Work request: Pull every line that holds the word "sleep" from the entries.

-- Provided material follows --

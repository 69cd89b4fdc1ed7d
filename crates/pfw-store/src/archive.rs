//! ZIP archive reader with path-traversal defense.
//!
//! [`read_archive`] decodes every entry up front and validates its name
//! before anything touches the filesystem, so a single unsafe entry rejects
//! the whole archive and no partial extraction can happen.

use std::io::{Cursor, Read};
use std::path::{Component, Path, PathBuf};

use crate::error::{Result, StoreError};

/// Largest uncompressed size accepted for a single entry (64 MiB).
const MAX_ENTRY_BYTES: u64 = 64 * 1024 * 1024;

/// Largest uncompressed size accepted for the whole archive (256 MiB).
const MAX_TOTAL_BYTES: u64 = 256 * 1024 * 1024;

/// Uncompressed size bounds applied while decoding.
#[derive(Debug, Clone, Copy)]
struct Limits {
    entry: u64,
    total: u64,
}

impl Limits {
    const DEFAULT: Self = Self {
        entry: MAX_ENTRY_BYTES,
        total: MAX_TOTAL_BYTES,
    };
}

/// Unix file type bits for a symbolic link.
const S_IFMT: u32 = 0o170_000;
const S_IFLNK: u32 = 0o120_000;

/// A validated archive entry, relative to the extraction root.
#[derive(Debug, Clone, PartialEq, Eq)]
pub struct ArchiveEntry {
    /// Relative path with only normal components.
    pub path: PathBuf,
    pub kind: EntryKind,
}

#[derive(Debug, Clone, PartialEq, Eq)]
pub enum EntryKind {
    Directory,
    File(Vec<u8>),
}

/// Decode a ZIP archive and validate every entry.
///
/// # Errors
///
/// - [`StoreError::InvalidArchive`] if the bytes are not a readable ZIP or an
///   entry is corrupt, an entry exceeds 64 MiB, or the entries together
///   exceed 256 MiB.
/// - [`StoreError::UnsafeEntry`] if any entry is absolute, contains a `..`
///   segment, or is a symbolic link.
pub fn read_archive(bytes: &[u8]) -> Result<Vec<ArchiveEntry>> {
    read_archive_within(bytes, Limits::DEFAULT)
}

fn read_archive_within(bytes: &[u8], limits: Limits) -> Result<Vec<ArchiveEntry>> {
    let mut archive =
        zip::ZipArchive::new(Cursor::new(bytes)).map_err(|e| StoreError::InvalidArchive {
            reason: e.to_string(),
        })?;

    let mut entries = Vec::with_capacity(archive.len());
    let mut total: u64 = 0;

    for index in 0..archive.len() {
        let mut file = archive
            .by_index(index)
            .map_err(|e| StoreError::InvalidArchive {
                reason: format!("entry {index}: {e}"),
            })?;

        let name = file.name().to_owned();

        if file
            .unix_mode()
            .is_some_and(|mode| mode & S_IFMT == S_IFLNK)
        {
            return Err(StoreError::UnsafeEntry {
                entry: name,
                reason: "symbolic links are not allowed".into(),
            });
        }

        let Some(path) = sanitize_entry_name(&name)? else {
            // `./` and friends name the root itself.
            continue;
        };

        if file.is_dir() {
            entries.push(ArchiveEntry {
                path,
                kind: EntryKind::Directory,
            });
            continue;
        }

        let too_large = |limit: &str| StoreError::InvalidArchive {
            reason: format!("entry `{name}` exceeds the {limit}"),
        };
        let remaining = limits.total - total;
        if file.size() > limits.entry {
            return Err(too_large(&format!("{} byte entry limit", limits.entry)));
        }
        if file.size() > remaining {
            return Err(too_large(&format!("{} byte archive limit", limits.total)));
        }

        // Declared sizes can lie; bound the actual read as well.
        let cap = limits.entry.min(remaining);
        let mut data = Vec::with_capacity(file.size() as usize);
        (&mut file)
            .take(cap + 1)
            .read_to_end(&mut data)
            .map_err(|e| StoreError::InvalidArchive {
                reason: format!("entry `{name}`: {e}"),
            })?;
        let read = data.len() as u64;
        if read > limits.entry {
            return Err(too_large(&format!("{} byte entry limit", limits.entry)));
        }
        if read > remaining {
            return Err(too_large(&format!("{} byte archive limit", limits.total)));
        }
        total += read;

        entries.push(ArchiveEntry {
            path,
            kind: EntryKind::File(data),
        });
    }

    tracing::debug!(entries = entries.len(), "archive decoded");
    Ok(entries)
}

/// Turn a raw entry name into a relative path that cannot escape the
/// extraction root.
///
/// Both `/` and `\` are treated as separators. Returns `Ok(None)` for names
/// that resolve to the root itself (e.g. `./`).
pub fn sanitize_entry_name(name: &str) -> Result<Option<PathBuf>> {
    let unsafe_entry = |reason: &str| StoreError::UnsafeEntry {
        entry: name.to_owned(),
        reason: reason.to_owned(),
    };

    if name.contains('\0') {
        return Err(unsafe_entry("contains a NUL byte"));
    }
    if name.starts_with('/') || name.starts_with('\\') {
        return Err(unsafe_entry("absolute path"));
    }

    let mut path = PathBuf::new();
    for (index, segment) in name.split(['/', '\\']).enumerate() {
        match segment {
            "" | "." => continue,
            ".." => return Err(unsafe_entry("parent directory segment")),
            s if index == 0 && s.contains(':') => {
                return Err(unsafe_entry("drive or scheme prefix"));
            }
            s => path.push(s),
        }
    }

    // Reject anything the platform would parse as a non-normal component.
    if !path
        .components()
        .all(|component| matches!(component, Component::Normal(_)))
    {
        return Err(unsafe_entry("non-normal path component"));
    }

    Ok((path != Path::new("")).then_some(path))
}

// ---------------------------------------------------------------------------
// Tests
// ---------------------------------------------------------------------------
//! Retry with exponential backoff for transient HTTP failures.
//!
//! [`RetryPolicy::run`] re-invokes a send closure on timeouts, connection
//! failures, HTTP 429 and the retryable 5xx statuses. Other 4xx responses
//! are permanent and returned immediately. When the budget runs out the
//! last response or failure is returned as-is so the caller can classify
//! it.

use std::time::Duration;

use crate::transport::{RawResponse, TransportFailure};

/// Status codes worth re-sending.
const RETRYABLE_STATUSES: &[u16] = &[429, 500, 502, 503, 504];

/// How many times and how patiently to retry.
#[derive(Debug, Clone, Copy, PartialEq, Eq)]
pub struct RetryPolicy {
    /// Re-sends after the first attempt.
    pub max_retries: u32,
    /// Delay before the first retry; doubled for each further retry.
    pub backoff_factor: Duration,
}

impl Default for RetryPolicy {
    fn default() -> Self {
        Self::new(3, Duration::from_millis(500))
    }
}

impl RetryPolicy {
    #[must_use]
    pub const fn new(max_retries: u32, backoff_factor: Duration) -> Self {
        Self {
            max_retries,
            backoff_factor,
        }
    }

    /// Backoff before retry number `attempt` (1-based):
    /// `backoff_factor * 2^(attempt - 1)`.
    #[must_use]
    pub fn delay(&self, attempt: u32) -> Duration {
        let exponent = attempt.saturating_sub(1).min(16);
        self.backoff_factor.saturating_mul(1u32 << exponent)
    }

    /// Returns `true` if a response with this status should be re-sent.
    #[must_use]
    pub fn is_retryable_status(status: u16) -> bool {
        RETRYABLE_STATUSES.contains(&status)
    }

    /// Runs `send` until it succeeds, fails permanently, or the retry
    /// budget is spent. `sleep` is called with each backoff delay.
    ///
    /// # Errors
    ///
    /// Returns the last [`TransportFailure`] if every attempt failed at the
    /// transport level, or a non-transient failure immediately.
    pub fn run<F, S>(&self, mut send: F, sleep: S) -> Result<RawResponse, TransportFailure>
    where
        F: FnMut() -> Result<RawResponse, TransportFailure>,
        S: Fn(Duration),
    {
        let max_retries = self.max_retries;
        let mut attempt = 0;

        loop {
            if attempt > 0 {
                let delay = self.delay(attempt);
                log::warn!("  retry {attempt}/{max_retries} in {delay:?}...");
                sleep(delay);
            }

            let exhausted = attempt >= max_retries;

            match send() {
                Err(failure) => {
                    if failure.is_transient() && !exhausted {
                        log::warn!("  transient error: {failure}");
                    } else {
                        return Err(failure);
                    }
                }
                Ok(response) => {
                    if Self::is_retryable_status(response.status) && !exhausted {
                        log::warn!("  HTTP {} from {}", response.status, response.url);
                    } else {
                        return Ok(response);
                    }
                }
            }

            attempt += 1;
        }
    }
}

#[cfg(test)]
mod tests {
    use std::cell::RefCell;
    use std::collections::VecDeque;

    use super::*;

    fn response(status: u16) -> RawResponse {
        RawResponse {
            status,
            url: "https://api.example.com/test".to_owned(),
            body: String::new(),
        }
    }

    fn run_script(
        policy: RetryPolicy,
        script: Vec<Result<RawResponse, TransportFailure>>,
    ) -> (Result<RawResponse, TransportFailure>, usize, Vec<Duration>) {
        let script = RefCell::new(VecDeque::from(script));
        let calls = RefCell::new(0);
        let delays = RefCell::new(Vec::new());

        let result = policy.run(
            || {
                *calls.borrow_mut() += 1;
                script.borrow_mut().pop_front().unwrap()
            },
            |d| delays.borrow_mut().push(d),
        );

        (result, calls.into_inner(), delays.into_inner())
    }

    #[test]
    fn backoff_doubles() {
        let policy = RetryPolicy::new(3, Duration::from_millis(500));
        assert_eq!(policy.delay(1), Duration::from_millis(500));
        assert_eq!(policy.delay(2), Duration::from_secs(1));
        assert_eq!(policy.delay(3), Duration::from_secs(2));
    }

    #[test]
    fn success_is_not_retried() {
        let (result, calls, delays) = run_script(RetryPolicy::default(), vec![Ok(response(200))]);
        assert_eq!(result.unwrap().status, 200);
        assert_eq!(calls, 1);
        assert!(delays.is_empty());
    }

    #[test]
    fn retries_server_errors_then_succeeds() {
        let (result, calls, delays) = run_script(
            RetryPolicy::default(),
            vec![Ok(response(503)), Ok(response(429)), Ok(response(200))],
        );
        assert_eq!(result.unwrap().status, 200);
        assert_eq!(calls, 3);
        assert_eq!(
            delays,
            vec![Duration::from_millis(500), Duration::from_secs(1)]
        );
    }

    #[test]
    fn returns_last_retryable_response_when_exhausted() {
        let (result, calls, _) = run_script(
            RetryPolicy::new(2, Duration::ZERO),
            vec![Ok(response(500)), Ok(response(500)), Ok(response(502))],
        );
        assert_eq!(result.unwrap().status, 502);
        assert_eq!(calls, 3);
    }

    #[test]
    fn client_errors_are_permanent() {
        let (result, calls, _) = run_script(RetryPolicy::default(), vec![Ok(response(404))]);
        assert_eq!(result.unwrap().status, 404);
        assert_eq!(calls, 1);
    }

    #[test]
    fn retries_transient_failures() {
        let (result, calls, _) = run_script(
            RetryPolicy::new(1, Duration::ZERO),
            vec![
                Err(TransportFailure::Connection("reset".to_owned())),
                Ok(response(200)),
            ],
        );
        assert_eq!(result.unwrap().status, 200);
        assert_eq!(calls, 2);
    }

    #[test]
    fn gives_up_on_transient_failure_after_budget() {
        let (result, calls, _) = run_script(
            RetryPolicy::new(1, Duration::ZERO),
            vec![
                Err(TransportFailure::ReadTimeout("slow".to_owned())),
                Err(TransportFailure::ReadTimeout("slow".to_owned())),
            ],
        );
        assert_eq!(
            result.unwrap_err(),
            TransportFailure::ReadTimeout("slow".to_owned())
        );
        assert_eq!(calls, 2);
    }

    #[test]
    fn other_failures_are_not_retried() {
        let (result, calls, _) = run_script(
            RetryPolicy::default(),
            vec![Err(TransportFailure::Other("bad url".to_owned()))],
        );
        assert!(result.is_err());
        assert_eq!(calls, 1);
    }
}
#![cfg_attr(feature = "fail-on-warnings", deny(warnings))]
#![warn(clippy::all, clippy::pedantic, clippy::nursery, clippy::cargo)]
#![allow(clippy::multiple_crate_versions, clippy::cargo_common_metadata)]

//! Typed records for the SGU (Geological Survey of Sweden) groundwater
//! OGC Features APIs.
//!
//! Every collection endpoint returns a GeoJSON `FeatureCollection`. This
//! crate provides the generic envelope ([`FeatureCollection`] /
//! [`Feature`]) plus one property struct per collection:
//!
//! - [`observed`]: monitoring stations and their level measurements
//! - [`modeled`]: modeled areas and modeled groundwater levels
//! - [`chemistry`]: water-chemistry sampling sites and analysis results
//!
//! The API uses Swedish field names on the wire. The level collections keep
//! them as-is; the chemistry structs expose English names and map them with
//! `#[serde(rename)]`. Fields the API adds later are kept in flattened
//! `extra` maps instead of being dropped.
//!
//! [`table`] flattens any typed collection into rows and columns for CSV
//! export or time-series extraction.

pub mod chemistry;
pub mod dates;
pub mod modeled;
pub mod observed;
pub mod table;

use std::collections::BTreeMap;

use serde::{Deserialize, Deserializer, Serialize, de::DeserializeOwned};

pub use table::{Series, Table, TableError, TableRecord};

/// The `type` value of a GeoJSON feature collection envelope.
pub const FEATURE_COLLECTION_TYPE: &str = "FeatureCollection";

/// The `type` value of a single GeoJSON feature.
pub const FEATURE_TYPE: &str = "Feature";

/// A feature count reported by the server (`numberMatched`,
/// `totalFeatures`).
///
/// Some collections report `"unknown"` instead of a number when the server
/// does not compute the total.
#[derive(Debug, Clone, PartialEq, Eq, Serialize, Deserialize)]
#[serde(untagged)]
pub enum FeatureCount {
    /// An exact count.
    Exact(u64),
    /// A non-numeric sentinel such as `"unknown"`.
    Unknown(String),
}

impl FeatureCount {
    /// Returns the count if the server reported a number.
    #[must_use]
    pub const fn exact(&self) -> Option<u64> {
        match self {
            Self::Exact(count) => Some(*count),
            Self::Unknown(_) => None,
        }
    }
}

/// A link in a GeoJSON response.
#[derive(Debug, Clone, PartialEq, Eq, Serialize, Deserialize)]
pub struct Link {
    /// Link URL.
    pub href: String,
    /// Link relation (e.g. `"self"`, `"next"`).
    #[serde(default, skip_serializing_if = "Option::is_none")]
    pub rel: Option<String>,
    /// Link media type.
    #[serde(rename = "type", default, skip_serializing_if = "Option::is_none")]
    pub media_type: Option<String>,
    /// Link title.
    #[serde(default, skip_serializing_if = "Option::is_none")]
    pub title: Option<String>,
}

/// Coordinate reference system attached to a collection.
#[derive(Debug, Clone, PartialEq, Serialize, Deserialize)]
pub struct Crs {
    /// CRS type (usually `"name"`).
    #[serde(rename = "type")]
    pub crs_type: String,
    /// CRS properties (e.g. `{"name": "EPSG:4326"}`).
    #[serde(default)]
    pub properties: serde_json::Map<String, serde_json::Value>,
}

/// A single GeoJSON feature with typed properties.
#[derive(Debug, Clone, PartialEq, Serialize, Deserialize)]
pub struct Feature<P> {
    /// Always `"Feature"`.
    #[serde(rename = "type", default = "feature_type")]
    pub kind: String,
    /// Feature identifier (e.g. `"stationer.4086"`).
    #[serde(deserialize_with = "deserialize_id")]
    pub id: String,
    /// Feature geometry, if any.
    #[serde(default)]
    pub geometry: Option<geojson::Geometry>,
    /// Typed feature properties.
    pub properties: P,
    /// Links attached to the feature.
    #[serde(default, skip_serializing_if = "Vec::is_empty")]
    pub links: Vec<Link>,
    /// Any other members the API includes.
    #[serde(flatten)]
    pub extra: BTreeMap<String, serde_json::Value>,
}

impl<P> Feature<P> {
    /// Returns the `[longitude, latitude]` of a point geometry.
    #[must_use]
    pub fn point(&self) -> Option<(f64, f64)> {
        match &self.geometry.as_ref()?.value {
            geojson::Value::Point(position) if position.len() >= 2 => {
                Some((position[0], position[1]))
            }
            _ => None,
        }
    }

    /// Returns the GeoJSON geometry type name (e.g. `"Point"`).
    #[must_use]
    pub fn geometry_type(&self) -> Option<&'static str> {
        self.geometry.as_ref().map(|g| match g.value {
            geojson::Value::Point(_) => "Point",
            geojson::Value::MultiPoint(_) => "MultiPoint",
            geojson::Value::LineString(_) => "LineString",
            geojson::Value::MultiLineString(_) => "MultiLineString",
            geojson::Value::Polygon(_) => "Polygon",
            geojson::Value::MultiPolygon(_) => "MultiPolygon",
            geojson::Value::GeometryCollection(_) => "GeometryCollection",
        })
    }
}

/// A GeoJSON feature collection envelope with typed features.
///
/// `number_matched` is the server-side total for the query and
/// `number_returned` the count actually present in `features`. After an
/// automatically paginated fetch `number_returned` covers all merged pages
/// while `number_matched` still carries the first page's value.
#[derive(Debug, Clone, PartialEq, Serialize, Deserialize)]
#[serde(rename_all = "camelCase")]
pub struct FeatureCollection<P> {
    /// Always `"FeatureCollection"`.
    #[serde(rename = "type", default = "feature_collection_type")]
    pub kind: String,
    /// The features in response order.
    #[serde(default = "Vec::new")]
    pub features: Vec<Feature<P>>,
    /// Number of features matching the query on the server.
    #[serde(default, skip_serializing_if = "Option::is_none")]
    pub number_matched: Option<FeatureCount>,
    /// Number of features in `features`.
    #[serde(default, skip_serializing_if = "Option::is_none")]
    pub number_returned: Option<u64>,
    /// Legacy total reported by some collections.
    #[serde(default, skip_serializing_if = "Option::is_none")]
    pub total_features: Option<FeatureCount>,
    /// Server timestamp of the response.
    #[serde(default, skip_serializing_if = "Option::is_none")]
    pub time_stamp: Option<String>,
    /// Related links.
    #[serde(default, skip_serializing_if = "Vec::is_empty")]
    pub links: Vec<Link>,
    /// Coordinate reference system.
    #[serde(default, skip_serializing_if = "Option::is_none")]
    pub crs: Option<Crs>,
    /// Any other members the API includes.
    #[serde(flatten)]
    pub extra: BTreeMap<String, serde_json::Value>,
}

impl<P: DeserializeOwned> FeatureCollection<P> {
    /// Parses a decoded JSON response into a typed collection.
    ///
    /// A bare `Feature` object (as returned by some `items/{id}`
    /// endpoints) is accepted and wrapped into a one-element collection.
    ///
    /// # Errors
    ///
    /// Returns [`serde_json::Error`] if the JSON does not match the
    /// expected shape.
    pub fn from_value(value: serde_json::Value) -> Result<Self, serde_json::Error> {
        if value.get("type").and_then(serde_json::Value::as_str) == Some(FEATURE_TYPE) {
            let feature: Feature<P> = serde_json::from_value(value)?;
            return Ok(Self::single(feature));
        }
        serde_json::from_value(value)
    }
}

impl<P> FeatureCollection<P> {
    /// Wraps one feature into a collection.
    #[must_use]
    pub fn single(feature: Feature<P>) -> Self {
        Self {
            kind: feature_collection_type(),
            features: vec![feature],
            number_matched: Some(FeatureCount::Exact(1)),
            number_returned: Some(1),
            total_features: None,
            time_stamp: None,
            links: Vec::new(),
            crs: None,
            extra: BTreeMap::new(),
        }
    }

    /// Number of features in the collection.
    #[must_use]
    pub fn len(&self) -> usize {
        self.features.len()
    }

    /// Returns `true` if the collection holds no features.
    #[must_use]
    pub fn is_empty(&self) -> bool {
        self.features.is_empty()
    }

    /// Iterates over the features.
    pub fn iter(&self) -> std::slice::Iter<'_, Feature<P>> {
        self.features.iter()
    }
}

impl<'a, P> IntoIterator for &'a FeatureCollection<P> {
    type Item = &'a Feature<P>;
    type IntoIter = std::slice::Iter<'a, Feature<P>>;

    fn into_iter(self) -> Self::IntoIter {
        self.features.iter()
    }
}

impl<P> IntoIterator for FeatureCollection<P> {
    type Item = Feature<P>;
    type IntoIter = std::vec::IntoIter<Feature<P>>;

    fn into_iter(self) -> Self::IntoIter {
        self.features.into_iter()
    }
}

fn feature_type() -> String {
    FEATURE_TYPE.to_owned()
}

fn feature_collection_type() -> String {
    FEATURE_COLLECTION_TYPE.to_owned()
}

/// Accepts feature ids encoded as either strings or numbers.
fn deserialize_id<'de, D>(deserializer: D) -> Result<String, D::Error>
where
    D: Deserializer<'de>,
{
    #[derive(Deserialize)]
    #[serde(untagged)]
    enum RawId {
        Text(String),
        Number(serde_json::Number),
    }

    Ok(match RawId::deserialize(deserializer)? {
        RawId::Text(id) => id,
        RawId::Number(id) => id.to_string(),
    })
}

#[cfg(test)]
mod tests {
    use serde_json::json;

    use super::*;
    use crate::observed::StationProperties;

    fn station_feature(id: &str) -> serde_json::Value {
        json!({
            "type": "Feature",
            "id": id,
            "geometry": {"type": "Point", "coordinates": [16.123456, 58.789012]},
            "properties": {"platsbeteckning": "95_2", "obsplatsnamn": "Lagga_2"},
        })
    }

    #[test]
    fn parses_collection_envelope() {
        let value = json!({
            "type": "FeatureCollection",
            "features": [station_feature("stationer.4086")],
            "numberMatched": 1,
            "numberReturned": 1,
            "timeStamp": "2024-09-21T10:30:00Z",
            "links": [{"href": "https://example.com", "rel": "self"}],
            "crs": {"type": "name", "properties": {"name": "EPSG:4326"}},
        });

        let collection = FeatureCollection::<StationProperties>::from_value(value).unwrap();

        assert_eq!(collection.len(), 1);
        assert_eq!(collection.number_matched, Some(FeatureCount::Exact(1)));
        assert_eq!(collection.time_stamp.as_deref(), Some("2024-09-21T10:30:00Z"));
        assert_eq!(collection.links[0].rel.as_deref(), Some("self"));
        assert_eq!(collection.crs.unwrap().crs_type, "name");
        assert_eq!(collection.features[0].point(), Some((16.123_456, 58.789_012)));
        assert_eq!(collection.features[0].geometry_type(), Some("Point"));
    }

    #[test]
    fn parses_unknown_number_matched() {
        let value = json!({
            "type": "FeatureCollection",
            "features": [],
            "numberMatched": "unknown",
            "numberReturned": 0,
        });

        let collection = FeatureCollection::<StationProperties>::from_value(value).unwrap();

        assert_eq!(
            collection.number_matched,
            Some(FeatureCount::Unknown("unknown".to_owned()))
        );
        assert_eq!(collection.number_matched.unwrap().exact(), None);
    }

    #[test]
    fn wraps_bare_feature_into_collection() {
        let collection =
            FeatureCollection::<StationProperties>::from_value(station_feature("stationer.1"))
                .unwrap();

        assert_eq!(collection.len(), 1);
        assert_eq!(collection.features[0].id, "stationer.1");
    }

    #[test]
    fn accepts_numeric_feature_ids() {
        let mut feature = station_feature("x");
        feature["id"] = json!(42);

        let collection = FeatureCollection::<StationProperties>::from_value(feature).unwrap();

        assert_eq!(collection.features[0].id, "42");
    }

    #[test]
    fn keeps_unknown_envelope_members() {
        let value = json!({
            "type": "FeatureCollection",
            "features": [],
            "someNewField": {"a": 1},
        });

        let collection = FeatureCollection::<StationProperties>::from_value(value).unwrap();

        assert_eq!(collection.extra.get("someNewField"), Some(&json!({"a": 1})));
    }
}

-- Provided material concluded --

Exercise output:
    /// budget is spent. `sleep` is called with each backoff delay.
    pub fn run<F, S>(&self, mut send: F, sleep: S) -> Result<RawResponse, TransportFailure>
                sleep(delay);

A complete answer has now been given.